> [Source records]:
====
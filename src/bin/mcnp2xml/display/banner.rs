use std::io::{self, Write};
use std::sync::LazyLock;

const VERSION: &str = env!("CARGO_PKG_VERSION");

const BANNER_ART: &str = r#"
   ███╗   ███╗ ██████╗███╗   ██╗██████╗
   ████╗ ████║██╔════╝████╗  ██║██╔══██╗
   ██╔████╔██║██║     ██╔██╗ ██║██████╔╝
   ██║╚██╔╝██║██║     ██║╚██╗██║██╔═══╝
   ██║ ╚═╝ ██║╚██████╗██║ ╚████║██║
   ╚═╝     ╚═╝ ╚═════╝╚═╝  ╚═══╝╚═╝
                         ╔═╗   ═╗ ╦╔╦╗╦
                         ╔═╝   ╔╩╦╝║║║║
                         ╚═╝   ╩ ╚═╩ ╩╩═╝

   ───────────────────────────────────────────────────────────
   "#;

static BANNER_FOR_HELP: LazyLock<String> = LazyLock::new(|| format!("\n{BANNER_ART}"));

pub fn banner_for_help() -> &'static str {
    &BANNER_FOR_HELP
}

pub fn print_banner() {
    let mut stderr = io::stderr().lock();
    let _ = writeln!(stderr);
    let _ = writeln!(stderr, "{BANNER_ART}");
    let _ = writeln!(stderr);
    let _ = writeln!(
        stderr,
        "   MCNP to OpenMC Model Conversion                    v{VERSION}"
    );
    let _ = writeln!(stderr);
}
use std::collections::BTreeMap;
use std::fmt;
use std::str::FromStr;

use crate::model::surface::BoundaryType;

/// A cell card after `LIKE n BUT` resolution.
#[derive(Debug, Clone, PartialEq)]
pub struct CellRecord {
    pub id: u32,
    /// Material id, 0 for a void cell.
    pub material: u32,
    /// Signed density: positive for atom density, negative for mass density.
    pub density: Option<f64>,
    /// Raw geometry tokens, parsed later by the expression translator.
    pub geometry: Vec<String>,
    /// Cell parameters keyed by lower-cased name (`imp:n`, `u`, `fill`, ...).
    pub options: BTreeMap<String, String>,
    pub line: usize,
}

impl CellRecord {
    /// Neutron importance, if any importance card names neutrons.
    pub fn neutron_importance(&self) -> Option<&str> {
        self.options.iter().find_map(|(key, value)| {
            let particles = key.strip_prefix("imp:")?;
            particles
                .split(',')
                .any(|p| p == "n")
                .then_some(value.as_str())
        })
    }

    /// Universe the cell belongs to, 0 when absent.
    pub fn universe(&self) -> Option<&str> {
        self.options.get("u").map(String::as_str)
    }
}

/// Surface mnemonics of the card format.
#[derive(Debug, Clone, PartialEq, Eq, Hash)]
pub enum Mnemonic {
    P,
    Px,
    Py,
    Pz,
    So,
    S,
    Sx,
    Sy,
    Sz,
    CX,
    CY,
    CZ,
    Cx,
    Cy,
    Cz,
    KX,
    KY,
    KZ,
    Kx,
    Ky,
    Kz,
    Sq,
    Gq,
    Tx,
    Ty,
    Tz,
    X,
    Y,
    Z,
    /// A macrobody such as `rpp` or `rcc`.
    Macrobody(String),
    Unrecognized(String),
}

const MACROBODIES: [&str; 11] = [
    "box", "rpp", "sph", "rcc", "rhp", "hex", "rec", "trc", "ell", "wed", "arb",
];

impl Mnemonic {
    /// Accepted coefficient counts, `None` when any count is accepted.
    pub fn arities(&self) -> Option<&'static [usize]> {
        Some(match self {
            Mnemonic::P => &[4, 9],
            Mnemonic::Px | Mnemonic::Py | Mnemonic::Pz | Mnemonic::So => &[1],
            Mnemonic::S => &[4],
            Mnemonic::Sx | Mnemonic::Sy | Mnemonic::Sz => &[2],
            Mnemonic::CX | Mnemonic::CY | Mnemonic::CZ => &[3],
            Mnemonic::Cx | Mnemonic::Cy | Mnemonic::Cz => &[1],
            Mnemonic::KX | Mnemonic::KY | Mnemonic::KZ => &[4, 5],
            Mnemonic::Kx | Mnemonic::Ky | Mnemonic::Kz => &[2, 3],
            Mnemonic::Sq | Mnemonic::Gq => &[10],
            Mnemonic::Tx | Mnemonic::Ty | Mnemonic::Tz => &[6],
            Mnemonic::X | Mnemonic::Y | Mnemonic::Z => &[2, 4, 6],
            Mnemonic::Macrobody(name) => match name.as_str() {
                "box" => &[9, 12],
                "rpp" => &[6],
                "sph" => &[4],
                "rcc" => &[7],
                "rhp" | "hex" => &[9, 15],
                "rec" => &[10, 12],
                "trc" => &[8],
                "ell" => &[7],
                "wed" => &[12],
                "arb" => &[30],
                _ => return None,
            },
            Mnemonic::Unrecognized(_) => return None,
        })
    }

    pub fn as_str(&self) -> &str {
        match self {
            Mnemonic::P => "p",
            Mnemonic::Px => "px",
            Mnemonic::Py => "py",
            Mnemonic::Pz => "pz",
            Mnemonic::So => "so",
            Mnemonic::S => "s",
            Mnemonic::Sx => "sx",
            Mnemonic::Sy => "sy",
            Mnemonic::Sz => "sz",
            Mnemonic::CX => "c/x",
            Mnemonic::CY => "c/y",
            Mnemonic::CZ => "c/z",
            Mnemonic::Cx => "cx",
            Mnemonic::Cy => "cy",
            Mnemonic::Cz => "cz",
            Mnemonic::KX => "k/x",
            Mnemonic::KY => "k/y",
            Mnemonic::KZ => "k/z",
            Mnemonic::Kx => "kx",
            Mnemonic::Ky => "ky",
            Mnemonic::Kz => "kz",
            Mnemonic::Sq => "sq",
            Mnemonic::Gq => "gq",
            Mnemonic::Tx => "tx",
            Mnemonic::Ty => "ty",
            Mnemonic::Tz => "tz",
            Mnemonic::X => "x",
            Mnemonic::Y => "y",
            Mnemonic::Z => "z",
            Mnemonic::Macrobody(name) | Mnemonic::Unrecognized(name) => name,
        }
    }
}

impl FromStr for Mnemonic {
    type Err = std::convert::Infallible;

    fn from_str(s: &str) -> Result<Self, Self::Err> {
        let lower = s.to_ascii_lowercase();
        Ok(match lower.as_str() {
            "p" => Mnemonic::P,
            "px" => Mnemonic::Px,
            "py" => Mnemonic::Py,
            "pz" => Mnemonic::Pz,
            "so" => Mnemonic::So,
            "s" => Mnemonic::S,
            "sx" => Mnemonic::Sx,
            "sy" => Mnemonic::Sy,
            "sz" => Mnemonic::Sz,
            "c/x" => Mnemonic::CX,
            "c/y" => Mnemonic::CY,
            "c/z" => Mnemonic::CZ,
            "cx" => Mnemonic::Cx,
            "cy" => Mnemonic::Cy,
            "cz" => Mnemonic::Cz,
            "k/x" => Mnemonic::KX,
            "k/y" => Mnemonic::KY,
            "k/z" => Mnemonic::KZ,
            "kx" => Mnemonic::Kx,
            "ky" => Mnemonic::Ky,
            "kz" => Mnemonic::Kz,
            "sq" => Mnemonic::Sq,
            "gq" => Mnemonic::Gq,
            "tx" => Mnemonic::Tx,
            "ty" => Mnemonic::Ty,
            "tz" => Mnemonic::Tz,
            "x" => Mnemonic::X,
            "y" => Mnemonic::Y,
            "z" => Mnemonic::Z,
            m if MACROBODIES.contains(&m) => Mnemonic::Macrobody(lower),
            _ => Mnemonic::Unrecognized(lower),
        })
    }
}

impl fmt::Display for Mnemonic {
    fn fmt(&self, f: &mut fmt::Formatter<'_>) -> fmt::Result {
        f.write_str(&self.as_str().to_ascii_uppercase())
    }
}

#[derive(Debug, Clone, PartialEq)]
pub struct SurfaceRecord {
    pub id: u32,
    pub boundary: BoundaryType,
    pub transform: Option<u32>,
    pub mnemonic: Mnemonic,
    pub coefficients: Vec<f64>,
    pub line: usize,
}

/// An `Mn` card.
#[derive(Debug, Clone, PartialEq)]
pub struct MaterialRecord {
    pub id: u32,
    /// `(nuclide identifier, signed fraction)` in card order.
    pub components: Vec<(String, f64)>,
    /// Keyword entries such as `nlib` or `gas`.
    pub options: BTreeMap<String, String>,
    pub line: usize,
}

/// An `MTn` card listing thermal scattering tables.
#[derive(Debug, Clone, PartialEq)]
pub struct ThermalRecord {
    pub id: u32,
    pub tables: Vec<String>,
    pub line: usize,
}

/// A `TRn` / `*TRn` card.
///
/// A point `r'` given in the auxiliary frame sits at `r = displacement +
/// rotation · r'` in the main frame. Column `j` of `rotation` is auxiliary
/// axis `j` expressed in main-frame coordinates.
#[derive(Debug, Clone, PartialEq)]
pub struct Transformation {
    pub id: u32,
    pub displacement: [f64; 3],
    pub rotation: Option<[[f64; 3]; 3]>,
}

/// A data card carried through untouched.
#[derive(Debug, Clone, PartialEq)]
pub struct DataCard {
    pub name: String,
    pub text: String,
    pub line: usize,
}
====
> [Assignment]:
Show every line above where "CellRecord" is found.

> [Solution]:
pub struct CellRecord {
impl CellRecord {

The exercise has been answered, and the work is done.